1. What is the formula for the nth term of an arithmetic progression (AP)?
Ans. The formula for the nth term of an arithmetic progression is given by \( a_n = a + (n-1)d \), where \( a \) is the first term, \( d \) is the common difference, and \( n \) is the term number.
2. How do you find the sum of the first n terms of an arithmetic progression?
Ans. The sum of the first n terms of an arithmetic progression can be calculated using the formula \( S_n = \frac{n}{2} (2a + (n-1)d) \) or \( S_n = \frac{n}{2} (a + a_n) \), where \( S_n \) is the sum, \( a \) is the first term, \( d \) is the common difference, and \( a_n \) is the nth term.
3. Can you provide an example of an arithmetic progression?
Ans. An example of an arithmetic progression is the sequence 2, 5, 8, 11, 14, ... Here, the first term \( a = 2 \) and the common difference \( d = 3 \).
4. What are the properties of an arithmetic progression?

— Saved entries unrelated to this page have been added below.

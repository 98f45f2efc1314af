//! Raw hardware access
//!
//! The only module that turns integers into pointers. Everything else in the
//! system reaches memory-mapped registers through [`Register`] and arbitrary
//! RAM through a [`Bus`], and waits on hardware only through [`poll`].

use core::ptr::{read_volatile, write_volatile};

/// One 32-bit memory-mapped register
#[derive(Debug, Clone, Copy, PartialEq, Eq)]
pub struct Register {
    addr: usize,
}

impl Register {
    /// Bind a register at a fixed physical address
    ///
    /// # Safety
    /// `addr` must be a valid, 4-byte aligned MMIO register on this board.
    pub const unsafe fn new(addr: usize) -> Self {
        Self { addr }
    }

    /// Address this register is bound to
    pub const fn addr(&self) -> usize {
        self.addr
    }

    #[inline]
    pub fn read(&self) -> u32 {
        // Safety: construction guarantees a valid register address
        unsafe { read_volatile(self.addr as *const u32) }
    }

    #[inline]
    pub fn write(&self, value: u32) {
        // Safety: construction guarantees a valid register address
        unsafe { write_volatile(self.addr as *mut u32, value) }
    }
}

/// Address-based memory access used by the monitor's memory commands and
/// the program loader
///
/// Word accesses are little-endian, matching the RV32 core.
pub trait Bus {
    fn read_u32(&mut self, addr: u32) -> u32;
    fn write_u32(&mut self, addr: u32, value: u32);
    fn read_u8(&mut self, addr: u32) -> u8;
    fn write_u8(&mut self, addr: u32, value: u8);

    /// Copy `data` to consecutive addresses starting at `addr`
    fn write_bytes(&mut self, addr: u32, data: &[u8]) {
        for (offset, byte) in data.iter().enumerate() {
            self.write_u8(addr.wrapping_add(offset as u32), *byte);
        }
    }
}

/// Physical memory
///
/// There is no memory protection on the target: any address the user types
/// is accessed as-is. On RV32 every access is a single load or store
/// instruction, so a null, unmapped or misaligned address gets whatever the
/// hardware does with it.
#[derive(Debug)]
pub struct PhysBus {
    _private: (),
}

impl PhysBus {
    /// # Safety
    /// The caller asserts it runs on the target with the whole address space
    /// identity-mapped.
    pub const unsafe fn new() -> Self {
        Self { _private: () }
    }
}

impl Bus for PhysBus {
    fn read_u32(&mut self, addr: u32) -> u32 {
        // Safety: PhysBus::new contract
        unsafe { raw::load_word(addr as usize) }
    }

    fn write_u32(&mut self, addr: u32, value: u32) {
        // Safety: PhysBus::new contract
        unsafe { raw::store_word(addr as usize, value) }
    }

    fn read_u8(&mut self, addr: u32) -> u8 {
        // Safety: PhysBus::new contract
        unsafe { raw::load_byte(addr as usize) }
    }

    fn write_u8(&mut self, addr: u32, value: u8) {
        // Safety: PhysBus::new contract
        unsafe { raw::store_byte(addr as usize, value) }
    }
}

/// Loads and stores at arbitrary addresses
#[cfg(target_arch = "riscv32")]
mod raw {
    use core::arch::asm;

    #[inline]
    pub unsafe fn load_word(addr: usize) -> u32 {
        let value: u32;
        asm!("lw {0}, 0({1})", out(reg) value, in(reg) addr, options(nostack, preserves_flags));
        value
    }

    #[inline]
    pub unsafe fn store_word(addr: usize, value: u32) {
        asm!("sw {0}, 0({1})", in(reg) value, in(reg) addr, options(nostack, preserves_flags));
    }

    #[inline]
    pub unsafe fn load_byte(addr: usize) -> u8 {
        let value: u32;
        asm!("lbu {0}, 0({1})", out(reg) value, in(reg) addr, options(nostack, preserves_flags));
        value as u8
    }

    #[inline]
    pub unsafe fn store_byte(addr: usize, value: u8) {
        asm!("sb {0}, 0({1})", in(reg) value as u32, in(reg) addr, options(nostack, preserves_flags));
    }
}

/// Host builds: the address must be valid and aligned for the access
#[cfg(not(target_arch = "riscv32"))]
mod raw {
    use core::ptr::{read_volatile, write_volatile};

    #[inline]
    pub unsafe fn load_word(addr: usize) -> u32 {
        read_volatile(addr as *const u32)
    }

    #[inline]
    pub unsafe fn store_word(addr: usize, value: u32) {
        write_volatile(addr as *mut u32, value)
    }

    #[inline]
    pub unsafe fn load_byte(addr: usize) -> u8 {
        read_volatile(addr as *const u8)
    }

    #[inline]
    pub unsafe fn store_byte(addr: usize, value: u8) {
        write_volatile(addr as *mut u8, value)
    }
}

/// Bounded busy-wait
///
/// Calls `attempt` up to `budget` times and returns the first `Some` value.
/// `None` means the budget ran out; callers turn that into their own
/// timeout error.
pub fn poll<T>(budget: u32, mut attempt: impl FnMut() -> Option<T>) -> Option<T> {
    for _ in 0..budget {
        if let Some(value) = attempt() {
            return Some(value);
        }
        core::hint::spin_loop();
    }
    None
}
//! Null console component (no output)
//!
//! Discards all output and never has input. For builds where the terminal
//! is not wired up.

use super::Console;

/// Null console configuration (empty - no configuration needed)
#[derive(Clone, Copy)]
pub struct NullConfig;

/// Null console component
pub struct NullConsole;

impl NullConsole {
    pub const fn new(_config: NullConfig) -> Self {
        Self
    }
}

impl Console for NullConsole {
    #[inline(always)]
    fn putc(&self, _c: u8) {}

    #[inline(always)]
    fn try_getc(&self) -> Option<u8> {
        None
    }

    #[inline(always)]
    fn puts(&self, _s: &str) {}
}
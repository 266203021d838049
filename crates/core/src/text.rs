const MP4_SUFFIX: &str = ".mp4";

/// Uppercases the first character of every whitespace-delimited word and
/// leaves everything else, whitespace included, untouched.
pub fn capitalize_words(text: &str) -> String {
    let mut output = String::with_capacity(text.len());
    let mut at_word_start = true;

    for character in text.chars() {
        if character.is_whitespace() {
            at_word_start = true;
            output.push(character);
        } else if at_word_start {
            at_word_start = false;
            output.extend(character.to_uppercase());
        } else {
            output.push(character);
        }
    }

    output
}

/// Swaps a trailing `.mp4` for `extension`. URLs without that suffix have no
/// derived counterpart.
pub fn derive_media_url(mp4_url: &str, extension: &str) -> Option<String> {
    let stem = mp4_url.strip_suffix(MP4_SUFFIX)?;
    Some(format!("{stem}.{}", extension.trim_start_matches('.')))
}

pub fn audio_url(mp4_url: &str) -> Option<String> {
    derive_media_url(mp4_url, "mp3")
}

pub fn caption_url(mp4_url: &str) -> Option<String> {
    derive_media_url(mp4_url, "vtt")
}

/// Accepts the empty string or ASCII digits only.
pub fn is_digits_only(value: &str) -> bool {
    value.bytes().all(|byte| byte.is_ascii_digit())
}
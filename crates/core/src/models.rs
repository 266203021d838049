use serde::{Deserialize, Serialize};
use std::fmt;
use std::str::FromStr;

pub const RESULT_LIMIT_MIN: u32 = 1;
pub const RESULT_LIMIT_MAX: u32 = 100;
pub const DEFAULT_RESULT_LIMIT: u32 = 20;

pub const RERANK_LIMIT_MIN: u32 = 1;
/// Shares the `numResults` ceiling. The service itself accepts up to 200.
pub const RERANK_LIMIT_MAX: u32 = 100;
pub const DEFAULT_RERANK_LIMIT: u32 = 5;

pub const RATE_LIMIT_TITLE: &str = "Rate Limit Exceeded";
pub const RATE_LIMIT_MESSAGE: &str =
    "Too many searches in a short period of time. Please wait a minute and try again.";

#[derive(Debug, Clone, Copy, Serialize, Deserialize, PartialEq, Eq, Hash, Default)]
#[serde(rename_all = "kebab-case")]
pub enum SearchMode {
    #[default]
    FullText,
    Vector,
    VectorRerank,
}

impl SearchMode {
    pub fn as_str(&self) -> &'static str {
        match self {
            SearchMode::FullText => "full-text",
            SearchMode::Vector => "vector",
            SearchMode::VectorRerank => "vector-rerank",
        }
    }

    pub fn uses_rerank(&self) -> bool {
        matches!(self, SearchMode::VectorRerank)
    }
}

impl fmt::Display for SearchMode {
    fn fmt(&self, f: &mut fmt::Formatter<'_>) -> fmt::Result {
        f.write_str(self.as_str())
    }
}

impl FromStr for SearchMode {
    type Err = String;

    fn from_str(value: &str) -> Result<Self, Self::Err> {
        match value.trim() {
            "full-text" => Ok(SearchMode::FullText),
            "vector" => Ok(SearchMode::Vector),
            "vector-rerank" => Ok(SearchMode::VectorRerank),
            other => Err(format!(
                "unknown search mode `{other}` (expected full-text, vector or vector-rerank)"
            )),
        }
    }
}

/// One outbound search, as it will be transmitted.
///
/// Filters are already case-folded and empty fields are `None`.
#[derive(Debug, Clone, PartialEq, Eq, Serialize)]
pub struct SearchRequest {
    pub query_text: Option<String>,
    pub search_mode: SearchMode,
    pub result_limit: u32,
    pub rerank_limit: Option<u32>,
    pub preacher_filter: Option<String>,
    pub title_filter: Option<String>,
    pub video_id_filter: Option<String>,
}

/// Chunk identifier as returned by the service. Older collections used
/// integer ids, current ones use strings.
#[derive(Debug, Clone, PartialEq, Eq, Serialize, Deserialize)]
#[serde(untagged)]
pub enum ResultId {
    Text(String),
    Integer(i64),
}

impl fmt::Display for ResultId {
    fn fmt(&self, f: &mut fmt::Formatter<'_>) -> fmt::Result {
        match self {
            ResultId::Text(text) => f.write_str(text),
            ResultId::Integer(number) => write!(f, "{number}"),
        }
    }
}

#[derive(Debug, Clone, Default, PartialEq, Serialize, Deserialize)]
pub struct HitMetadata {
    #[serde(default)]
    pub title: Option<String>,
    #[serde(default)]
    pub preacher: Option<String>,
    #[serde(default)]
    pub section: Option<String>,
    #[serde(default)]
    pub video_url: Option<String>,
    #[serde(default)]
    pub mp4_url: Option<String>,
}

/// Columnar query result. Every column holds one inner list per query in the
/// batch; the client always sends a single query.
#[derive(Debug, Clone, Default, PartialEq, Serialize, Deserialize)]
pub struct ColumnarResponse {
    pub ids: Vec<Vec<ResultId>>,
    pub metadatas: Vec<Vec<Option<HitMetadata>>>,
    pub documents: Vec<Vec<Option<String>>>,
    #[serde(default)]
    pub distances: Option<Vec<Vec<Option<f64>>>>,
    #[serde(default)]
    pub scores: Option<Vec<Vec<Option<f64>>>>,
}

#[derive(Debug, Clone, PartialEq, Serialize, Deserialize)]
pub struct SearchResultItem {
    pub id: String,
    pub title: String,
    pub preacher_name: String,
    pub section_name: String,
    pub video_url: Option<String>,
    pub media_video_url: Option<String>,
    pub media_audio_url: Option<String>,
    pub caption_url: Option<String>,
    pub content_snippet: String,
    pub distance: Option<f64>,
    pub rerank_score: Option<f64>,
}

impl SearchResultItem {
    /// Stand-in row shown when the service rejects a search with HTTP 429.
    pub fn rate_limit_placeholder() -> Self {
        Self {
            id: "rate-limited".to_string(),
            title: RATE_LIMIT_TITLE.to_string(),
            preacher_name: String::new(),
            section_name: String::new(),
            video_url: None,
            media_video_url: None,
            media_audio_url: None,
            caption_url: None,
            content_snippet: RATE_LIMIT_MESSAGE.to_string(),
            distance: None,
            rerank_score: None,
        }
    }

    pub fn is_rate_limit_placeholder(&self) -> bool {
        self.id == "rate-limited" && self.title == RATE_LIMIT_TITLE
    }
}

Ans. The key properties of an arithmetic progression include: 1. The difference between consecutive terms is constant (common difference). 2. The nth term can be expressed using the first term and the common difference. 3. The sum of the first n terms can be calculated easily using the respective formulas.
5. How can you determine if a sequence is an arithmetic progression?
Ans. To determine if a sequence is an arithmetic progression, check if the difference between consecutive terms is the same. If the difference is constant for all pairs of consecutive terms, then the sequence is an arithmetic progression.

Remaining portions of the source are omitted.